Scleroderma and the Kidney: Not just Renal Crisis
Not all renal failure in scleroderma is HTN related renal crisis. While renal TMA and endothelial damage is a common cause of AKI in scleroderma, other interesting cause to keep in mind is vasculitis.
Of all the vasculitides, small vessel ANCA vasculitis is noted to be seen with scleroderma.

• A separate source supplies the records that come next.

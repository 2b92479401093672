// SPDX-FileCopyrightText: 2026 ArcheBase
//
// SPDX-License-Identifier: MulanPSL-2.0

//! Inspect command - decode a wire message and summarize it.

use std::path::PathBuf;

use clap::Args;

use crate::common::{format_shape, format_timestamp, load_options, read_message, Result};
use lfc_msgs::{Control, ControlMsg, MessageKind, MsgConversion, Sensor, SensorMsg};

/// Decode a JSON wire message and print a summary.
#[derive(Args, Clone, Debug)]
pub struct InspectCmd {
    /// Message kind (sensor or control)
    #[arg(value_name = "KIND")]
    kind: MessageKind,

    /// Input file (JSON wire message)
    #[arg(value_name = "FILE")]
    input: PathBuf,

    /// Conversion options (TOML)
    #[arg(short, long, value_name = "FILE")]
    config: Option<PathBuf>,
}

impl InspectCmd {
    pub fn run(self) -> Result<()> {
        let options = load_options(self.config.as_ref())?;

        println!("=== {} ===", self.input.display());
        println!("Type: {}", self.kind.type_name());

        match self.kind {
            MessageKind::Sensor => {
                let msg: SensorMsg = read_message(&self.input)?;
                let sensor = Sensor::from_msg_with(&msg, &options)?;
                print_sensor(&sensor, "");
            }
            MessageKind::Control => {
                let msg: ControlMsg = read_message(&self.input)?;
                let control = Control::from_msg_with(&msg, &options)?;
                print_control(&control);
            }
        }

        Ok(())
    }
}

fn print_control(control: &Control) {
    let gain = &control.feedback_gain;
    println!("Feedback gain: {}", format_shape(gain.nrows(), gain.ncols()));
    println!("Feedforward: {} entries", control.feedforward.len());
    if !control.is_consistent() {
        println!(
            "  Warning: feedforward has {} entries but gain has {} rows",
            control.feedforward.len(),
            gain.nrows()
        );
    }
    println!();
    println!("Initial state:");
    print_sensor(&control.initial_state, "  ");
}

fn print_sensor(sensor: &Sensor, indent: &str) {
    let js = &sensor.joint_state;

    println!("{indent}Stamp: {}", format_timestamp(js.stamp));
    println!("{indent}Base pose: [{}]", join(sensor.base_pose.iter()));
    println!("{indent}Base twist: [{}]", join(sensor.base_twist.iter()));

    println!("{indent}Joints: {}", js.len());
    for (i, name) in js.name.iter().enumerate() {
        println!(
            "{indent}  {name}: q={} v={} tau={}",
            entry(js.position.as_slice(), i),
            entry(js.velocity.as_slice(), i),
            entry(js.effort.as_slice(), i)
        );
    }

    println!("{indent}Contacts: {}", sensor.contacts.len());
    for contact in &sensor.contacts {
        let state = if contact.active { "active" } else { "inactive" };
        println!(
            "{indent}  {} ({state}): wrench=[{}]",
            contact.name,
            join(contact.wrench.iter())
        );
    }
}

fn join<'a>(values: impl Iterator<Item = &'a f64>) -> String {
    values
        .map(|v| format!("{v:.4}"))
        .collect::<Vec<_>>()
        .join(", ")
}

/// Arrays may be empty under a lenient joint length policy.
fn entry(values: &[f64], i: usize) -> String {
    values
        .get(i)
        .map(|v| format!("{v:.4}"))
        .unwrap_or_else(|| "-".to_string())
}
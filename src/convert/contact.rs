// SPDX-FileCopyrightText: 2026 ArcheBase
//
// SPDX-License-Identifier: MulanPSL-2.0

//! Contact codec.

use crate::model::Contact;
use crate::msg::ContactMsg;

use super::spatial::{pose_to_vector, vector_to_pose, vector_to_wrench, wrench_to_vector};

pub fn contact_from_msg(msg: &ContactMsg) -> Contact {
    Contact {
        active: msg.active,
        name: msg.name.clone(),
        wrench: wrench_to_vector(&msg.wrench),
        pose: pose_to_vector(&msg.pose),
    }
}

pub fn contact_to_msg(contact: &Contact) -> ContactMsg {
    ContactMsg {
        active: contact.active,
        name: contact.name.clone(),
        wrench: vector_to_wrench(&contact.wrench),
        pose: vector_to_pose(&contact.pose),
    }
}

#[cfg(test)]
mod tests {
    use super::*;
    use crate::model::Vector7;
    use nalgebra::Vector6;

    #[test]
    fn test_left_foot_round_trip() {
        let contact = Contact {
            active: true,
            name: "left_foot".to_string(),
            wrench: Vector6::new(1.0, 0.0, 0.0, 0.0, 0.0, 0.0),
            pose: Vector7::from([0.0, 0.0, 1.0, 0.0, 0.0, 0.0, 1.0]),
        };

        let msg = contact_to_msg(&contact);
        assert!(msg.active);
        assert_eq!(msg.name, "left_foot");
        assert_eq!(msg.wrench.force.x, 1.0);
        assert_eq!(msg.pose.position.z, 1.0);
        assert_eq!(msg.pose.orientation.w, 1.0);

        assert_eq!(contact_from_msg(&msg), contact);
    }

    #[test]
    fn test_inactive_default() {
        let contact = contact_from_msg(&ContactMsg::default());
        assert!(!contact.active);
        assert!(contact.name.is_empty());
        assert_eq!(contact.wrench, Vector6::zeros());
        assert_eq!(contact.pose, Vector7::zeros());
    }
}
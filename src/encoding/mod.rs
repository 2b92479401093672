// SPDX-FileCopyrightText: 2026 ArcheBase
//
// SPDX-License-Identifier: MulanPSL-2.0

//! Text encodings for wire messages.

pub mod json;

pub use json::JsonCodec;
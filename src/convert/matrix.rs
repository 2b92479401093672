// SPDX-FileCopyrightText: 2026 ArcheBase
//
// SPDX-License-Identifier: MulanPSL-2.0

//! Matrix codec.
//!
//! A dense matrix travels as a `Float64MultiArray` with a fixed layout:
//!
//! | entry    | label    | size | stride      |
//! |----------|----------|------|-------------|
//! | `dim[0]` | `"rows"` | rows | rows × cols |
//! | `dim[1]` | `"cols"` | cols | cols        |
//!
//! `data_offset` is written as 0 and elements are stored row-major: element
//! (i, j) lives at `data[data_offset + dim[1].stride * i + j]`. Decoding
//! honours a non-zero `data_offset` but otherwise accepts only this dense
//! layout.

use nalgebra::DMatrix;
use tracing::debug;

use crate::core::{ConversionError, Result};
use crate::msg::std_msgs::{COLS_LABEL, ROWS_LABEL};
use crate::msg::{Float64MultiArrayMsg, MultiArrayDimensionMsg, MultiArrayLayoutMsg};
use crate::options::ConvertOptions;

/// Encode a matrix with the dense row-major layout.
pub fn matrix_to_msg(m: &DMatrix<f64>) -> Float64MultiArrayMsg {
    let rows = m.nrows();
    let cols = m.ncols();

    let layout = MultiArrayLayoutMsg {
        dim: vec![
            MultiArrayDimensionMsg::new(ROWS_LABEL, wire_len(rows), wire_len(rows * cols)),
            MultiArrayDimensionMsg::new(COLS_LABEL, wire_len(cols), wire_len(cols)),
        ],
        data_offset: 0,
    };

    let row_stride = cols;
    let mut data = vec![0.0; rows * cols];
    for i in 0..rows {
        for j in 0..cols {
            data[row_stride * i + j] = m[(i, j)];
        }
    }

    Float64MultiArrayMsg { layout, data }
}

/// Decode a matrix whose shape is known in advance.
///
/// The layout must describe exactly a `rows` × `cols` dense matrix.
pub fn matrix_from_msg(
    msg: &Float64MultiArrayMsg,
    rows: usize,
    cols: usize,
) -> Result<DMatrix<f64>> {
    matrix_from_msg_with(msg, rows, cols, &ConvertOptions::default())
}

/// Decode a matrix whose shape is known in advance, with explicit options.
pub fn matrix_from_msg_with(
    msg: &Float64MultiArrayMsg,
    rows: usize,
    cols: usize,
    options: &ConvertOptions,
) -> Result<DMatrix<f64>> {
    decode(msg, rows, cols, options, "matrix")
}

/// Decode a matrix, taking its shape from `dim[0].size` and `dim[1].size`.
pub fn matrix_from_msg_inferred(msg: &Float64MultiArrayMsg) -> Result<DMatrix<f64>> {
    matrix_from_msg_inferred_with(msg, &ConvertOptions::default())
}

/// Decode a matrix with inferred shape and explicit options.
pub fn matrix_from_msg_inferred_with(
    msg: &Float64MultiArrayMsg,
    options: &ConvertOptions,
) -> Result<DMatrix<f64>> {
    decode_inferred(msg, options, "matrix")
}

pub(crate) fn decode_inferred(
    msg: &Float64MultiArrayMsg,
    options: &ConvertOptions,
    context: &str,
) -> Result<DMatrix<f64>> {
    let (rows, cols) = layout_shape(&msg.layout, context)?;
    decode(msg, rows, cols, options, context)
}

fn decode(
    msg: &Float64MultiArrayMsg,
    rows: usize,
    cols: usize,
    options: &ConvertOptions,
    context: &str,
) -> Result<DMatrix<f64>> {
    check_layout(msg, rows, cols, options, context)?;

    let offset = msg.layout.data_offset as usize;
    let row_stride = msg.layout.dim[1].stride as usize;
    Ok(DMatrix::from_fn(rows, cols, |i, j| {
        msg.data[offset + row_stride * i + j]
    }))
}

/// Shape `(rows, cols)` declared by a 2D layout.
pub fn layout_shape(layout: &MultiArrayLayoutMsg, context: &str) -> Result<(usize, usize)> {
    if layout.dim.len() != 2 {
        return Err(rejected(ConversionError::dimension_count(
            context,
            2,
            layout.dim.len(),
        )));
    }
    Ok((layout.dim[0].size as usize, layout.dim[1].size as usize))
}

/// Verify that a message holds exactly a dense `rows` × `cols` matrix.
///
/// On success, every index `data_offset + dim[1].stride * i + j` with
/// `i < rows` and `j < cols` is in bounds.
pub(crate) fn check_layout(
    msg: &Float64MultiArrayMsg,
    rows: usize,
    cols: usize,
    options: &ConvertOptions,
    context: &str,
) -> Result<()> {
    let dim = &msg.layout.dim;
    if dim.len() != 2 {
        return Err(rejected(ConversionError::dimension_count(
            context,
            2,
            dim.len(),
        )));
    }

    if options.check_labels {
        for (index, expected) in [ROWS_LABEL, COLS_LABEL].into_iter().enumerate() {
            if dim[index].label != expected {
                return Err(rejected(ConversionError::label_mismatch(
                    index,
                    expected,
                    dim[index].label.as_str(),
                )));
            }
        }
    }

    let rows = rows as u64;
    let cols = cols as u64;
    let checks = [
        ("dim[0].stride", rows.saturating_mul(cols), dim[0].stride),
        ("dim[0].size", rows, dim[0].size),
        ("dim[1].stride", cols, dim[1].stride),
        ("dim[1].size", cols, dim[1].size),
    ];
    for (descriptor, expected, actual) in checks {
        if actual as u64 != expected {
            return Err(rejected(ConversionError::shape_mismatch(
                context,
                descriptor,
                expected,
                actual as u64,
            )));
        }
    }

    let elements = rows.saturating_mul(cols);
    let required = if elements == 0 {
        0
    } else {
        (msg.layout.data_offset as u64).saturating_add(elements)
    };
    if (msg.data.len() as u64) < required {
        return Err(rejected(ConversionError::data_too_short(
            context,
            required,
            msg.data.len(),
        )));
    }

    Ok(())
}

fn rejected(err: ConversionError) -> ConversionError {
    debug!(fields = ?err.log_fields(), "Rejected matrix layout");
    err
}

/// Sizes and strides are `uint32` on the wire.
fn wire_len(n: usize) -> u32 {
    u32::try_from(n).unwrap_or(u32::MAX)
}

#[cfg(test)]
mod tests {
    use super::*;

    fn sample() -> DMatrix<f64> {
        DMatrix::from_row_slice(2, 3, &[1.0, 2.0, 3.0, 4.0, 5.0, 6.0])
    }

    #[test]
    fn test_encode_layout() {
        let msg = matrix_to_msg(&sample());

        assert_eq!(msg.layout.data_offset, 0);
        assert_eq!(
            msg.layout.dim,
            vec![
                MultiArrayDimensionMsg::new("rows", 2, 6),
                MultiArrayDimensionMsg::new("cols", 3, 3),
            ]
        );
        assert_eq!(msg.data, vec![1.0, 2.0, 3.0, 4.0, 5.0, 6.0]);
    }

    #[test]
    fn test_decode_with_target_shape() {
        let msg = matrix_to_msg(&sample());
        assert_eq!(matrix_from_msg(&msg, 2, 3).unwrap(), sample());
    }

    #[test]
    fn test_decode_inferred() {
        let msg = matrix_to_msg(&sample());
        assert_eq!(matrix_from_msg_inferred(&msg).unwrap(), sample());
    }

    #[test]
    fn test_column_count_mismatch() {
        let mut msg = matrix_to_msg(&sample());
        msg.layout.dim[1].size = 4;

        let err = matrix_from_msg(&msg, 2, 3).unwrap_err();
        assert_eq!(
            err,
            ConversionError::shape_mismatch("matrix", "dim[1].size", 3, 4)
        );
    }

    #[test]
    fn test_transposed_target_rejected() {
        let msg = matrix_to_msg(&sample());

        let err = matrix_from_msg(&msg, 3, 2).unwrap_err();
        assert_eq!(
            err,
            ConversionError::shape_mismatch("matrix", "dim[0].size", 3, 2)
        );
    }

    #[test]
    fn test_inconsistent_stride_rejected_when_inferred() {
        let mut msg = matrix_to_msg(&sample());
        msg.layout.dim[0].stride = 5;

        let err = matrix_from_msg_inferred(&msg).unwrap_err();
        assert_eq!(
            err,
            ConversionError::shape_mismatch("matrix", "dim[0].stride", 6, 5)
        );
    }

    #[test]
    fn test_one_dimensional_layout_rejected() {
        let mut msg = matrix_to_msg(&sample());
        msg.layout.dim.pop();

        let err = matrix_from_msg_inferred(&msg).unwrap_err();
        assert_eq!(err, ConversionError::dimension_count("matrix", 2, 1));
    }

    #[test]
    fn test_short_data_rejected() {
        let mut msg = matrix_to_msg(&sample());
        msg.data.truncate(5);

        let err = matrix_from_msg(&msg, 2, 3).unwrap_err();
        assert_eq!(err, ConversionError::data_too_short("matrix", 6, 5));
    }

    #[test]
    fn test_data_offset_honoured() {
        let mut msg = matrix_to_msg(&sample());
        msg.layout.data_offset = 2;
        msg.data.splice(0..0, [-1.0, -1.0]);

        assert_eq!(matrix_from_msg(&msg, 2, 3).unwrap(), sample());

        msg.data.pop();
        assert!(matrix_from_msg(&msg, 2, 3).is_err());
    }

    #[test]
    fn test_empty_matrices() {
        for (rows, cols) in [(0, 0), (0, 4), (3, 0)] {
            let m = DMatrix::<f64>::zeros(rows, cols);
            let msg = matrix_to_msg(&m);
            assert!(msg.data.is_empty());
            assert_eq!(msg.layout.dim[0].stride, 0);
            assert_eq!(matrix_from_msg(&msg, rows, cols).unwrap(), m);
            assert_eq!(matrix_from_msg_inferred(&msg).unwrap().shape(), (rows, cols));
        }
    }

    #[test]
    fn test_labels_ignored_by_default() {
        let mut msg = matrix_to_msg(&sample());
        msg.layout.dim[0].label = String::new();
        msg.layout.dim[1].label = "width".to_string();

        assert!(matrix_from_msg(&msg, 2, 3).is_ok());

        let options = ConvertOptions::new().with_check_labels(true);
        let err = matrix_from_msg_with(&msg, 2, 3, &options).unwrap_err();
        assert_eq!(err, ConversionError::label_mismatch(0, "rows", ""));
    }
}
// SPDX-FileCopyrightText: 2026 ArcheBase
//
// SPDX-License-Identifier: MulanPSL-2.0

//! Conversions between wire records and [`DecodedMessage`] trees.
//!
//! Field names follow the ROS message definitions, so a message decoded by
//! a schema-driven decoder maps directly onto the typed records. Numeric
//! fields accept any numeric [`CodecValue`] variant that fits. Time stamps
//! accept either [`CodecValue::Timestamp`] or a `{sec, nanosec}` struct and
//! are always written back as `Timestamp`.

use tracing::debug;

use crate::core::{CodecValue, ConversionError, DecodedMessage, Result};

use super::controller::{ContactMsg, ControlMsg, SensorMsg};
use super::geometry::{PointMsg, PoseMsg, QuaternionMsg, TwistMsg, Vector3Msg, WrenchMsg};
use super::sensor_msgs::JointStateMsg;
use super::std_msgs::{
    Float64MultiArrayMsg, HeaderMsg, MultiArrayDimensionMsg, MultiArrayLayoutMsg, TimeMsg,
};

/// A wire record that converts to and from a decoded message.
pub trait MessageValue: Sized {
    /// Build the record from the fields of a decoded message.
    fn from_fields(fields: &Fields<'_>) -> Result<Self>;

    /// Flatten the record into a decoded message.
    fn to_message(&self) -> DecodedMessage;

    /// Build the record from a top-level decoded message.
    fn from_message(message: &DecodedMessage) -> Result<Self> {
        Self::from_fields(&Fields::root(message))
    }

    /// Wrap the record as a nested struct value.
    fn to_value(&self) -> CodecValue {
        CodecValue::Struct(self.to_message())
    }
}

/// Typed, path-tracking view over the fields of a decoded message.
///
/// The path is carried so errors name the full field, e.g.
/// `initial_state.contacts[1].pose.orientation.w`.
#[derive(Debug, Clone, Copy)]
pub struct Fields<'a> {
    map: &'a DecodedMessage,
    path: &'a str,
}

impl<'a> Fields<'a> {
    /// View over a top-level message.
    pub fn root(map: &'a DecodedMessage) -> Self {
        Self { map, path: "" }
    }

    fn child_path(&self, name: &str) -> String {
        if self.path.is_empty() {
            name.to_string()
        } else {
            format!("{}.{}", self.path, name)
        }
    }

    /// Raw value of a field.
    pub fn get(&self, name: &str) -> Result<&'a CodecValue> {
        self.map
            .get(name)
            .ok_or_else(|| ConversionError::missing_field(self.child_path(name)))
    }

    pub fn f64(&self, name: &str) -> Result<f64> {
        let value = self.get(name)?;
        value
            .as_f64()
            .ok_or_else(|| mismatch(self.child_path(name), "float64", value))
    }

    pub fn bool(&self, name: &str) -> Result<bool> {
        let value = self.get(name)?;
        value
            .as_bool()
            .ok_or_else(|| mismatch(self.child_path(name), "bool", value))
    }

    pub fn string(&self, name: &str) -> Result<String> {
        let value = self.get(name)?;
        value
            .as_str()
            .map(str::to_string)
            .ok_or_else(|| mismatch(self.child_path(name), "string", value))
    }

    pub fn u32(&self, name: &str) -> Result<u32> {
        let value = self.get(name)?;
        value
            .as_u64()
            .and_then(|v| u32::try_from(v).ok())
            .ok_or_else(|| mismatch(self.child_path(name), "uint32", value))
    }

    pub fn f64_seq(&self, name: &str) -> Result<Vec<f64>> {
        let path = self.child_path(name);
        let items = self.array(name)?;
        items
            .iter()
            .enumerate()
            .map(|(i, item)| {
                item.as_f64()
                    .ok_or_else(|| mismatch(format!("{path}[{i}]"), "float64", item))
            })
            .collect()
    }

    pub fn string_seq(&self, name: &str) -> Result<Vec<String>> {
        let path = self.child_path(name);
        let items = self.array(name)?;
        items
            .iter()
            .enumerate()
            .map(|(i, item)| {
                item.as_str()
                    .map(str::to_string)
                    .ok_or_else(|| mismatch(format!("{path}[{i}]"), "string", item))
            })
            .collect()
    }

    /// A `builtin_interfaces/Time` field, as a timestamp or a `{sec, nanosec}` struct.
    pub fn time(&self, name: &str) -> Result<TimeMsg> {
        let value = self.get(name)?;
        if let Some(nanos) = value.as_timestamp_nanos() {
            return Ok(TimeMsg::from_nanos(nanos));
        }
        let path = self.child_path(name);
        let map = value
            .as_struct()
            .ok_or_else(|| mismatch(path.clone(), "timestamp", value))?;
        let fields = Fields { map, path: &path };
        let sec = fields.get("sec")?;
        let sec = sec
            .as_i64()
            .and_then(|v| i32::try_from(v).ok())
            .ok_or_else(|| mismatch(fields.child_path("sec"), "int32", sec))?;
        Ok(TimeMsg {
            sec,
            nanosec: fields.u32("nanosec")?,
        })
    }

    /// A nested message field.
    pub fn nested<T: MessageValue>(&self, name: &str) -> Result<T> {
        let value = self.get(name)?;
        let path = self.child_path(name);
        let map = value
            .as_struct()
            .ok_or_else(|| mismatch(path.clone(), "struct", value))?;
        T::from_fields(&Fields { map, path: &path })
    }

    /// A sequence of nested messages.
    pub fn nested_seq<T: MessageValue>(&self, name: &str) -> Result<Vec<T>> {
        let path = self.child_path(name);
        let items = self.array(name)?;
        items
            .iter()
            .enumerate()
            .map(|(i, item)| {
                let item_path = format!("{path}[{i}]");
                let map = item
                    .as_struct()
                    .ok_or_else(|| mismatch(item_path.clone(), "struct", item))?;
                T::from_fields(&Fields {
                    map,
                    path: &item_path,
                })
            })
            .collect()
    }

    fn array(&self, name: &str) -> Result<&'a [CodecValue]> {
        let value = self.get(name)?;
        value
            .as_array()
            .ok_or_else(|| mismatch(self.child_path(name), "array", value))
    }
}

fn mismatch(path: String, expected: &str, actual: &CodecValue) -> ConversionError {
    debug!(
        field = %path,
        expected,
        actual = actual.type_name(),
        "Rejected decoded field"
    );
    ConversionError::type_mismatch(path, expected, actual.type_name())
}

fn message<const N: usize>(entries: [(&str, CodecValue); N]) -> DecodedMessage {
    entries
        .into_iter()
        .map(|(name, value)| (name.to_string(), value))
        .collect()
}

fn strings(values: &[String]) -> CodecValue {
    CodecValue::Array(values.iter().cloned().map(CodecValue::String).collect())
}

// =============================================================================
// geometry_msgs
// =============================================================================

impl MessageValue for Vector3Msg {
    fn from_fields(fields: &Fields<'_>) -> Result<Self> {
        Ok(Self::new(fields.f64("x")?, fields.f64("y")?, fields.f64("z")?))
    }

    fn to_message(&self) -> DecodedMessage {
        message([
            ("x", CodecValue::Float64(self.x)),
            ("y", CodecValue::Float64(self.y)),
            ("z", CodecValue::Float64(self.z)),
        ])
    }
}

impl MessageValue for PointMsg {
    fn from_fields(fields: &Fields<'_>) -> Result<Self> {
        Ok(Self::new(fields.f64("x")?, fields.f64("y")?, fields.f64("z")?))
    }

    fn to_message(&self) -> DecodedMessage {
        message([
            ("x", CodecValue::Float64(self.x)),
            ("y", CodecValue::Float64(self.y)),
            ("z", CodecValue::Float64(self.z)),
        ])
    }
}

impl MessageValue for QuaternionMsg {
    fn from_fields(fields: &Fields<'_>) -> Result<Self> {
        Ok(Self::new(
            fields.f64("x")?,
            fields.f64("y")?,
            fields.f64("z")?,
            fields.f64("w")?,
        ))
    }

    fn to_message(&self) -> DecodedMessage {
        message([
            ("x", CodecValue::Float64(self.x)),
            ("y", CodecValue::Float64(self.y)),
            ("z", CodecValue::Float64(self.z)),
            ("w", CodecValue::Float64(self.w)),
        ])
    }
}

impl MessageValue for PoseMsg {
    fn from_fields(fields: &Fields<'_>) -> Result<Self> {
        Ok(Self {
            position: fields.nested("position")?,
            orientation: fields.nested("orientation")?,
        })
    }

    fn to_message(&self) -> DecodedMessage {
        message([
            ("position", self.position.to_value()),
            ("orientation", self.orientation.to_value()),
        ])
    }
}

impl MessageValue for TwistMsg {
    fn from_fields(fields: &Fields<'_>) -> Result<Self> {
        Ok(Self {
            linear: fields.nested("linear")?,
            angular: fields.nested("angular")?,
        })
    }

    fn to_message(&self) -> DecodedMessage {
        message([
            ("linear", self.linear.to_value()),
            ("angular", self.angular.to_value()),
        ])
    }
}

impl MessageValue for WrenchMsg {
    fn from_fields(fields: &Fields<'_>) -> Result<Self> {
        Ok(Self {
            force: fields.nested("force")?,
            torque: fields.nested("torque")?,
        })
    }

    fn to_message(&self) -> DecodedMessage {
        message([
            ("force", self.force.to_value()),
            ("torque", self.torque.to_value()),
        ])
    }
}

// =============================================================================
// std_msgs
// =============================================================================

impl MessageValue for MultiArrayDimensionMsg {
    fn from_fields(fields: &Fields<'_>) -> Result<Self> {
        Ok(Self {
            label: fields.string("label")?,
            size: fields.u32("size")?,
            stride: fields.u32("stride")?,
        })
    }

    fn to_message(&self) -> DecodedMessage {
        message([
            ("label", CodecValue::String(self.label.clone())),
            ("size", CodecValue::UInt32(self.size)),
            ("stride", CodecValue::UInt32(self.stride)),
        ])
    }
}

impl MessageValue for MultiArrayLayoutMsg {
    fn from_fields(fields: &Fields<'_>) -> Result<Self> {
        Ok(Self {
            dim: fields.nested_seq("dim")?,
            data_offset: fields.u32("data_offset")?,
        })
    }

    fn to_message(&self) -> DecodedMessage {
        message([
            (
                "dim",
                CodecValue::Array(self.dim.iter().map(MessageValue::to_value).collect()),
            ),
            ("data_offset", CodecValue::UInt32(self.data_offset)),
        ])
    }
}

impl MessageValue for Float64MultiArrayMsg {
    fn from_fields(fields: &Fields<'_>) -> Result<Self> {
        Ok(Self {
            layout: fields.nested("layout")?,
            data: fields.f64_seq("data")?,
        })
    }

    fn to_message(&self) -> DecodedMessage {
        message([
            ("layout", self.layout.to_value()),
            ("data", CodecValue::float64_array(&self.data)),
        ])
    }
}

impl MessageValue for HeaderMsg {
    fn from_fields(fields: &Fields<'_>) -> Result<Self> {
        Ok(Self {
            stamp: fields.time("stamp")?,
            frame_id: fields.string("frame_id")?,
        })
    }

    fn to_message(&self) -> DecodedMessage {
        message([
            ("stamp", CodecValue::Timestamp(self.stamp.as_nanos())),
            ("frame_id", CodecValue::String(self.frame_id.clone())),
        ])
    }
}

// =============================================================================
// sensor_msgs
// =============================================================================

impl MessageValue for JointStateMsg {
    fn from_fields(fields: &Fields<'_>) -> Result<Self> {
        // Headerless joint states are common in hand-written test data.
        let header = match fields.get("header") {
            Ok(_) => fields.nested("header")?,
            Err(_) => HeaderMsg::default(),
        };
        Ok(Self {
            header,
            name: fields.string_seq("name")?,
            position: fields.f64_seq("position")?,
            velocity: fields.f64_seq("velocity")?,
            effort: fields.f64_seq("effort")?,
        })
    }

    fn to_message(&self) -> DecodedMessage {
        message([
            ("header", self.header.to_value()),
            ("name", strings(&self.name)),
            ("position", CodecValue::float64_array(&self.position)),
            ("velocity", CodecValue::float64_array(&self.velocity)),
            ("effort", CodecValue::float64_array(&self.effort)),
        ])
    }
}

// =============================================================================
// linear_feedback_controller_msgs
// =============================================================================

impl MessageValue for ContactMsg {
    fn from_fields(fields: &Fields<'_>) -> Result<Self> {
        Ok(Self {
            active: fields.bool("active")?,
            name: fields.string("name")?,
            wrench: fields.nested("wrench")?,
            pose: fields.nested("pose")?,
        })
    }

    fn to_message(&self) -> DecodedMessage {
        message([
            ("active", CodecValue::Bool(self.active)),
            ("name", CodecValue::String(self.name.clone())),
            ("wrench", self.wrench.to_value()),
            ("pose", self.pose.to_value()),
        ])
    }
}

impl MessageValue for SensorMsg {
    fn from_fields(fields: &Fields<'_>) -> Result<Self> {
        Ok(Self {
            base_pose: fields.nested("base_pose")?,
            base_twist: fields.nested("base_twist")?,
            joint_state: fields.nested("joint_state")?,
            contacts: fields.nested_seq("contacts")?,
        })
    }

    fn to_message(&self) -> DecodedMessage {
        message([
            ("base_pose", self.base_pose.to_value()),
            ("base_twist", self.base_twist.to_value()),
            ("joint_state", self.joint_state.to_value()),
            (
                "contacts",
                CodecValue::Array(self.contacts.iter().map(MessageValue::to_value).collect()),
            ),
        ])
    }
}

impl MessageValue for ControlMsg {
    fn from_fields(fields: &Fields<'_>) -> Result<Self> {
        Ok(Self {
            feedback_gain: fields.nested("feedback_gain")?,
            feedforward: fields.nested("feedforward")?,
            initial_state: fields.nested("initial_state")?,
        })
    }

    fn to_message(&self) -> DecodedMessage {
        message([
            ("feedback_gain", self.feedback_gain.to_value()),
            ("feedforward", self.feedforward.to_value()),
            ("initial_state", self.initial_state.to_value()),
        ])
    }
}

A study by Rho et al. found 31 reports containing 63 cases of ANCA vasculitis with scleroderma up to 1994. Fifty of the 63 cases provided sufficient clinical and laboratory information and were included in the analysis. Eighty-four percent were women with a mean age of 57.1 years. Over 70% had ANA positive and 70% with anti-Scl-70 antibody, and 72% with positive anti-MPO antibody. The most common end-organ involvement included kidneys (82%) and lungs (70% had pulmonary fibrosis). Mortality was highest in the first year.
A more recent review has 11 more cases that also were reported. Most were females, all had anti MPO titers and 9 /11 cases had renal involvement with crescentic GN.
These findings highlight the importance of considering crescentic GN related to ANCA vasculitis as a potential cause of renal insufficiency in scleroderma. Classically, scleroderma renal crisis occurs in up to 20% of patients with diffuse scleroderma, and renal involvement manifesting as hypertension, proteinuria, or azotemia can be found in 45–60%. However, causes other than scleroderma renal crisis should be considered as a differential diagnosis, especially in settings of normal blood pressure or ANCA positivity.